# Anyone Else with Pain from Bed-Sharing?



## not_telling (Mar 31, 2008)

Our LO has been sleeping with us every night since his birth (7 weeks ago). We have a full size bed (can't go bigger), with a mini Arm's Reach co-sleeper that we have yet to use. DS sleeps between me and DH in the crook of my arm, with his head resting on my arm (like my arm is his pillow). He is a spitter and tends to not enjoy being flat on his back...thus my propping him up. A couple weeks ago I started putting him on his side, rather than on his back, and he seems to like it. Recently, he's also started having some 3.5-5 hour stretches of sleep at night (very nice for us).

My problem is that my arm, especially my shoulder, really does NOT enjoy being in the "being-baby's-pillow-and-bodyguard" position all night long. Last night I did switch him to my other side after a feeding, which was helpful...but then the other arm hurts.

Anyone else with this kinda pain experience...and anyone with solutions?

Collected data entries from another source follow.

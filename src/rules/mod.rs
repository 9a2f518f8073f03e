//! Turn engine.
//!
//! `LudoRules` owns every rule: rolling, legal moves, move resolution
//! (captures, ranking, termination) and turn advancement. Drivers use it
//! through the `RulesEngine` trait.

pub mod engine;
pub mod ludo;

pub use engine::{GameResult, RulesEngine};
pub use ludo::{LudoRules, BONUS_ROLL};
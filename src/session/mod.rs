//! Hosting: rooms that gather players, and tables that run their matches.

pub mod lobby;
pub mod table;

pub use lobby::{Departure, Lobby, LobbyError, Participant, Room};
pub use table::{SharedTable, Table, Timer, TimerKind};
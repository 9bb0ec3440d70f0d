//! Download-and-cache of the pristine TMDB poster.
//!
//! The cache file is written once and then trusted forever: a folder whose
//! cache exists costs no network traffic at all.

use std::sync::Arc;
use std::time::Duration;

use image::imageops::FilterType;
use tracing::{debug, info};

use super::storage::{
    encode_jpeg, write_atomic, PosterPaths, CACHE_JPEG_QUALITY, CANONICAL_HEIGHT, CANONICAL_WIDTH,
};
use crate::error::AcquireError;
use crate::http::HttpGet;
use crate::metadata::providers::tmdb::poster_url;
use crate::metadata::MetadataProvider;
use crate::scanner::MovieFolder;

const DOWNLOAD_TIMEOUT: Duration = Duration::from_secs(20);

/// How a folder came to have its cached original.
#[derive(Debug, Clone, Copy, PartialEq, Eq)]
pub enum Acquisition {
    /// The cache file was already present; nothing was fetched.
    AlreadyCached,
    /// The poster was downloaded, resized and written to the cache.
    Downloaded,
}

/// Fetches a folder's poster from TMDB into its cache subfolder.
pub struct PosterAcquirer<'a> {
    metadata: &'a dyn MetadataProvider,
    http: Arc<dyn HttpGet>,
}

impl<'a> PosterAcquirer<'a> {
    pub fn new(metadata: &'a dyn MetadataProvider, http: Arc<dyn HttpGet>) -> Self {
        Self { metadata, http }
    }

    /// Ensure the folder has a cached original poster.
    ///
    /// Any error means the folder should be skipped for this run.
    pub fn acquire(&self, folder: &MovieFolder) -> Result<Acquisition, AcquireError> {
        let paths = PosterPaths::for_folder(&folder.path);
        if paths.has_cached_original() {
            debug!("Original poster already cached");
            return Ok(Acquisition::AlreadyCached);
        }

        let details = self.metadata.movie_details(folder.tmdb_id)?;
        let fragment = details
            .poster_path
            .ok_or(AcquireError::NoPosterPath(folder.tmdb_id))?;

        let url = poster_url(&fragment);
        info!(url = %url, "Downloading original poster");
        let bytes = self
            .http
            .get(&url, DOWNLOAD_TIMEOUT)
            .map_err(|source| AcquireError::Download {
                url: url.clone(),
                source,
            })?;

        let img = image::load_from_memory(&bytes).map_err(AcquireError::Decode)?;
        let resized = img
            .resize_exact(CANONICAL_WIDTH, CANONICAL_HEIGHT, FilterType::Lanczos3)
            .to_rgb8();
        let data = encode_jpeg(&resized, CACHE_JPEG_QUALITY).map_err(AcquireError::Encode)?;

        std::fs::create_dir_all(&paths.cache_dir)?;
        write_atomic(&paths.cache_file, &data)?;

        info!(path = %paths.cache_file.display(), "Saved original poster");
        Ok(Acquisition::Downloaded)
    }
}
use clap::{Parser, Subcommand};
use posterforge::config::Overrides;
use std::path::PathBuf;

#[derive(Parser)]
#[command(name = "posterforge")]
#[command(author, version, about = "Cache, decorate and restore movie posters")]
pub struct Cli {
    /// Path to config file
    #[arg(short, long, global = true)]
    pub config: Option<PathBuf>,

    /// Enable verbose logging
    #[arg(short, long, global = true)]
    pub verbose: bool,

    #[command(flatten)]
    pub overrides: Overrides,

    #[command(subcommand)]
    pub command: Option<Commands>,
}

#[derive(Subcommand)]
pub enum Commands {
    /// Process every tagged movie folder under the media root (default)
    Run,

    /// Copy cached original posters back over the final posters
    Restore,

    /// Resolve and validate configuration, then print a summary
    Validate,
}
use clap::Args;
use serde::{Deserialize, Serialize};
use std::path::PathBuf;
use std::time::Duration;

pub const DEFAULT_MEDIA_ROOT: &str = "/app/data";
pub const DEFAULT_MIN_VOTE_COUNT: u64 = 500;
pub const DEFAULT_STATIC_OVERLAY_PATH: &str = "/app/overlays/static_overlay.png";
pub const DEFAULT_RATING_OVERLAY_DIR: &str = "/app/overlays/tmdb_ratings";
pub const DEFAULT_FONT_PATH: &str = "/usr/share/fonts/truetype/dejavu/DejaVuSans-Bold.ttf";
pub const DEFAULT_REQUEST_DELAY_MS: u64 = 500;

// ---------------------------------------------------------------------------
// Resolved configuration
// ---------------------------------------------------------------------------

/// Immutable run configuration, built once in `main` and borrowed by every
/// component.
#[derive(Debug, Clone)]
pub struct Config {
    pub api_key: String,
    pub media_root: PathBuf,
    pub restore_mode: bool,
    /// Below this many TMDB votes the catalog rating badge is not drawn.
    pub min_vote_count: u64,
    /// Pause after each processed folder, to stay under TMDB rate limits.
    pub request_delay: Duration,
    pub static_overlay: StaticOverlayConfig,
    pub rating_overlay: RatingOverlayConfig,
    pub rendered_badge: RenderedBadgeConfig,
    pub refresh: RefreshConfig,
}

impl Config {
    /// A config with every optional feature disabled.
    pub fn new(api_key: impl Into<String>, media_root: impl Into<PathBuf>) -> Self {
        Self {
            api_key: api_key.into(),
            media_root: media_root.into(),
            restore_mode: false,
            min_vote_count: DEFAULT_MIN_VOTE_COUNT,
            request_delay: Duration::from_millis(DEFAULT_REQUEST_DELAY_MS),
            static_overlay: StaticOverlayConfig::default(),
            rating_overlay: RatingOverlayConfig::default(),
            rendered_badge: RenderedBadgeConfig::default(),
            refresh: RefreshConfig::default(),
        }
    }
}

#[derive(Debug, Clone)]
pub struct StaticOverlayConfig {
    pub enabled: bool,
    pub path: PathBuf,
}

impl Default for StaticOverlayConfig {
    fn default() -> Self {
        Self {
            enabled: false,
            path: PathBuf::from(DEFAULT_STATIC_OVERLAY_PATH),
        }
    }
}

#[derive(Debug, Clone)]
pub struct RatingOverlayConfig {
    pub enabled: bool,
    /// Directory holding `r0.png` .. `r100.png`.
    pub dir: PathBuf,
}

impl Default for RatingOverlayConfig {
    fn default() -> Self {
        Self {
            enabled: false,
            dir: PathBuf::from(DEFAULT_RATING_OVERLAY_DIR),
        }
    }
}

#[derive(Debug, Clone)]
pub struct RenderedBadgeConfig {
    pub enabled: bool,
    pub font_path: PathBuf,
}

impl Default for RenderedBadgeConfig {
    fn default() -> Self {
        Self {
            enabled: false,
            font_path: PathBuf::from(DEFAULT_FONT_PATH),
        }
    }
}

#[derive(Debug, Clone, Default)]
pub struct RefreshConfig {
    pub enabled: bool,
    pub host: Option<String>,
    pub port: Option<u16>,
    pub token: Option<String>,
    pub library_ids: Vec<String>,
}

impl RefreshConfig {
    /// True when every connection detail needed for a refresh is present.
    pub fn is_complete(&self) -> bool {
        self.enabled
            && self.host.as_deref().is_some_and(|h| !h.is_empty())
            && self.port.is_some()
            && self.token.as_deref().is_some_and(|t| !t.is_empty())
            && !self.library_ids.is_empty()
    }
}

// ---------------------------------------------------------------------------
// TOML file layout
// ---------------------------------------------------------------------------

/// On-disk configuration. Every field is optional; flags and environment
/// variables take precedence over the file.
#[derive(Debug, Clone, Default, Deserialize, Serialize)]
#[serde(default)]
pub struct FileConfig {
    pub media_root: Option<PathBuf>,
    pub restore_mode: Option<bool>,
    pub request_delay_ms: Option<u64>,
    pub tmdb: TmdbSection,
    pub overlays: OverlaysSection,
    pub plex: PlexSection,
}

#[derive(Debug, Clone, Default, Deserialize, Serialize)]
#[serde(default)]
pub struct TmdbSection {
    pub api_key: Option<String>,
    pub min_vote_count: Option<u64>,
}

#[derive(Debug, Clone, Default, Deserialize, Serialize)]
#[serde(default)]
pub struct OverlaysSection {
    #[serde(rename = "static")]
    pub static_overlay: StaticSection,
    pub rating: RatingSection,
    pub rendered_badge: RenderedBadgeSection,
}

#[derive(Debug, Clone, Default, Deserialize, Serialize)]
#[serde(default)]
pub struct StaticSection {
    pub enabled: Option<bool>,
    pub path: Option<PathBuf>,
}

#[derive(Debug, Clone, Default, Deserialize, Serialize)]
#[serde(default)]
pub struct RatingSection {
    pub enabled: Option<bool>,
    pub dir: Option<PathBuf>,
}

#[derive(Debug, Clone, Default, Deserialize, Serialize)]
#[serde(default)]
pub struct RenderedBadgeSection {
    pub enabled: Option<bool>,
    pub font_path: Option<PathBuf>,
}

#[derive(Debug, Clone, Default, Deserialize, Serialize)]
#[serde(default)]
pub struct PlexSection {
    pub enabled: Option<bool>,
    pub host: Option<String>,
    pub port: Option<u16>,
    pub token: Option<String>,
    pub library_ids: Vec<String>,
}

// ---------------------------------------------------------------------------
// Command-line / environment overrides
// ---------------------------------------------------------------------------

/// Lenient on/off switch: `true`, `1`, `yes` and `on` (any case) enable a
/// feature, anything else disables it. Never fails.
pub fn parse_flag(value: &str) -> Result<bool, std::convert::Infallible> {
    let value = value.trim();
    Ok(["true", "1", "yes", "on"]
        .iter()
        .any(|v| value.eq_ignore_ascii_case(v)))
}

/// Settings taken from flags or, failing that, from the environment.
#[derive(Debug, Clone, Default, Args)]
pub struct Overrides {
    /// TMDB v3 API key
    #[arg(long, env = "TMDB_API_KEY", global = true, hide_env_values = true)]
    pub api_key: Option<String>,

    /// Root directory containing movie folders
    #[arg(long, env = "MEDIA_ROOT", global = true)]
    pub media_root: Option<PathBuf>,

    /// Copy cached originals back over the final posters instead of processing
    #[arg(long, env = "RESTORE_MODE", global = true, num_args = 0..=1,
          default_missing_value = "true", value_parser = parse_flag)]
    pub restore_mode: Option<bool>,

    /// Minimum TMDB vote count required to draw the rating badge
    #[arg(long, env = "MIN_VOTE_COUNT", global = true)]
    pub min_vote_count: Option<u64>,

    /// Delay after each processed folder, in milliseconds
    #[arg(long, env = "REQUEST_DELAY_MS", global = true)]
    pub request_delay_ms: Option<u64>,

    /// Composite the static brand overlay
    #[arg(long, env = "APPLY_STATIC_OVERLAY", global = true, num_args = 0..=1,
          default_missing_value = "true", value_parser = parse_flag)]
    pub apply_static_overlay: Option<bool>,

    /// Path of the static overlay PNG
    #[arg(long, env = "STATIC_OVERLAY_PATH", global = true)]
    pub static_overlay_path: Option<PathBuf>,

    /// Composite the pre-rendered TMDB rating badge
    #[arg(long, env = "APPLY_TMDB_RATING", global = true, num_args = 0..=1,
          default_missing_value = "true", value_parser = parse_flag)]
    pub apply_tmdb_rating: Option<bool>,

    /// Directory holding r0.png .. r100.png
    #[arg(long, env = "TMDB_OVERLAY_DIR", global = true)]
    pub tmdb_overlay_dir: Option<PathBuf>,

    /// Draw the rating text badge in the bottom-right corner
    #[arg(long, env = "APPLY_IMDB_RATING", global = true, num_args = 0..=1,
          default_missing_value = "true", value_parser = parse_flag)]
    pub apply_imdb_rating: Option<bool>,

    /// Bold font used for the rating text badge
    #[arg(long, env = "RATING_FONT_PATH", global = true)]
    pub rating_font_path: Option<PathBuf>,

    /// Ask Plex to rescan its libraries after the run
    #[arg(long, env = "PLEX_REFRESH", global = true, num_args = 0..=1,
          default_missing_value = "true", value_parser = parse_flag)]
    pub plex_refresh: Option<bool>,

    #[arg(long, env = "PLEX_IP", global = true)]
    pub plex_ip: Option<String>,

    #[arg(long, env = "PLEX_PORT", global = true)]
    pub plex_port: Option<u16>,

    #[arg(long, env = "PLEX_TOKEN", global = true, hide_env_values = true)]
    pub plex_token: Option<String>,

    /// Comma-separated Plex library section IDs
    #[arg(long = "plex-library-id", env = "PLEX_LIBRARY_ID", global = true,
          value_delimiter = ',')]
    pub plex_library_ids: Vec<String>,
}
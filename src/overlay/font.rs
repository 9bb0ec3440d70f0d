use std::path::Path;

use ab_glyph::FontArc;

use crate::error::FontError;

/// Loads the font used by the rendered rating badge.
pub trait FontLoader {
    fn load(&self, path: &Path) -> Result<FontArc, FontError>;
}

/// Reads a TrueType/OpenType file from disk.
#[derive(Debug, Default, Clone, Copy)]
pub struct FileFontLoader;

impl FontLoader for FileFontLoader {
    fn load(&self, path: &Path) -> Result<FontArc, FontError> {
        let bytes = std::fs::read(path).map_err(|source| FontError::Read {
            path: path.to_path_buf(),
            source,
        })?;

        FontArc::try_from_vec(bytes).map_err(|_| FontError::Invalid(path.to_path_buf()))
    }
}
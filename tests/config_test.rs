//! Configuration precedence tests: flags over environment over file.
//!
//! These set process environment variables, so each runs under `#[serial]`.

use clap::Parser;
use posterforge::config::{self, FileConfig, Overrides};
use serial_test::serial;
use std::path::Path;
use std::time::Duration;

#[derive(Parser)]
struct TestCli {
    #[command(flatten)]
    overrides: Overrides,
}

const ENV_VARS: &[&str] = &[
    "TMDB_API_KEY",
    "MEDIA_ROOT",
    "RESTORE_MODE",
    "MIN_VOTE_COUNT",
    "REQUEST_DELAY_MS",
    "APPLY_STATIC_OVERLAY",
    "APPLY_TMDB_RATING",
    "APPLY_IMDB_RATING",
    "PLEX_REFRESH",
    "PLEX_IP",
    "PLEX_PORT",
    "PLEX_TOKEN",
    "PLEX_LIBRARY_ID",
];

fn clear_env() {
    for var in ENV_VARS {
        std::env::remove_var(var);
    }
}

fn parse(args: &[&str]) -> Overrides {
    let mut argv = vec!["posterforge"];
    argv.extend_from_slice(args);
    TestCli::parse_from(argv).overrides
}

fn root_arg(root: &Path) -> String {
    root.to_string_lossy().into_owned()
}

#[test]
#[serial]
fn env_vars_feed_config() {
    clear_env();
    let dir = tempfile::tempdir().unwrap();
    std::env::set_var("TMDB_API_KEY", "env-key");
    std::env::set_var("MEDIA_ROOT", dir.path());
    std::env::set_var("MIN_VOTE_COUNT", "250");
    std::env::set_var("APPLY_TMDB_RATING", "true");
    std::env::set_var("APPLY_STATIC_OVERLAY", "false");
    std::env::set_var("PLEX_REFRESH", "yes");
    std::env::set_var("PLEX_IP", "192.168.1.20");
    std::env::set_var("PLEX_PORT", "32400");
    std::env::set_var("PLEX_TOKEN", "tok");
    std::env::set_var("PLEX_LIBRARY_ID", "1, 4 ,,");

    let config = config::resolve(FileConfig::default(), &parse(&[])).unwrap();
    clear_env();

    assert_eq!(config.api_key, "env-key");
    assert_eq!(config.media_root, dir.path());
    assert_eq!(config.min_vote_count, 250);
    assert!(config.rating_overlay.enabled);
    assert!(!config.static_overlay.enabled);
    assert!(config.refresh.enabled);
    assert_eq!(config.refresh.library_ids, vec!["1", "4"]);
    assert!(config.refresh.is_complete());
}

#[test]
#[serial]
fn flags_override_env() {
    clear_env();
    let dir = tempfile::tempdir().unwrap();
    std::env::set_var("TMDB_API_KEY", "env-key");
    std::env::set_var("MIN_VOTE_COUNT", "250");
    std::env::set_var("APPLY_IMDB_RATING", "true");

    let root = root_arg(dir.path());
    let overrides = parse(&[
        "--api-key",
        "flag-key",
        "--media-root",
        &root,
        "--min-vote-count",
        "900",
        "--apply-imdb-rating",
        "false",
        "--restore-mode",
    ]);
    let config = config::resolve(FileConfig::default(), &overrides).unwrap();
    clear_env();

    assert_eq!(config.api_key, "flag-key");
    assert_eq!(config.min_vote_count, 900);
    assert!(!config.rendered_badge.enabled);
    assert!(config.restore_mode);
}

#[test]
#[serial]
fn env_overrides_file() {
    clear_env();
    let dir = tempfile::tempdir().unwrap();
    let path = dir.path().join("posterforge.toml");
    std::fs::write(
        &path,
        format!(
            r#"
media_root = {root:?}
request_delay_ms = 1500

[tmdb]
api_key = "file-key"
min_vote_count = 100

[overlays.rating]
enabled = true
dir = "/srv/badges"
"#,
            root = dir.path()
        ),
    )
    .unwrap();
    std::env::set_var("MIN_VOTE_COUNT", "300");

    let file = config::load_config_or_default(Some(&path)).unwrap();
    let config = config::resolve(file, &parse(&[])).unwrap();
    clear_env();

    assert_eq!(config.api_key, "file-key");
    assert_eq!(config.media_root, dir.path());
    assert_eq!(config.min_vote_count, 300);
    assert_eq!(config.request_delay, Duration::from_millis(1500));
    assert!(config.rating_overlay.enabled);
    assert_eq!(config.rating_overlay.dir, Path::new("/srv/badges"));
}

#[test]
#[serial]
fn unrecognized_switch_values_disable_features() {
    clear_env();
    let dir = tempfile::tempdir().unwrap();
    std::env::set_var("TMDB_API_KEY", "env-key");
    std::env::set_var("MEDIA_ROOT", dir.path());
    std::env::set_var("APPLY_STATIC_OVERLAY", "enabled");
    std::env::set_var("RESTORE_MODE", "maybe");
    std::env::set_var("APPLY_TMDB_RATING", "TRUE");

    let overrides = TestCli::try_parse_from(["posterforge"]).map(|cli| cli.overrides);
    clear_env();

    let config = config::resolve(FileConfig::default(), &overrides.unwrap()).unwrap();
    assert!(!config.static_overlay.enabled);
    assert!(!config.restore_mode);
    assert!(config.rating_overlay.enabled);
}

#[test]
#[serial]
fn blank_env_api_key_rejected() {
    clear_env();
    let dir = tempfile::tempdir().unwrap();
    std::env::set_var("TMDB_API_KEY", "  ");
    std::env::set_var("MEDIA_ROOT", dir.path());

    let result = config::resolve(FileConfig::default(), &parse(&[]));
    clear_env();

    assert!(matches!(
        result,
        Err(posterforge::error::ConfigError::MissingApiKey)
    ));
}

I will say that at some point...maybe in a few weeks, I would like to find a way to transition him to the co-sleeper...once we figure out how to get the height more matched to our bed (it's actually higher than our bed).
I want to be able to have my arm around him as he's settling in, but then be able to remove it and both of us have space to move around (I guess me, in particular). Also, I spent good money getting an organic mattress and organic sheets for the co-sleeper and don't want it to go to waste. We already have the co-sleeper mattress set up on a slant to help with spitting/reflux.


----------



## katie&micah (May 16, 2005)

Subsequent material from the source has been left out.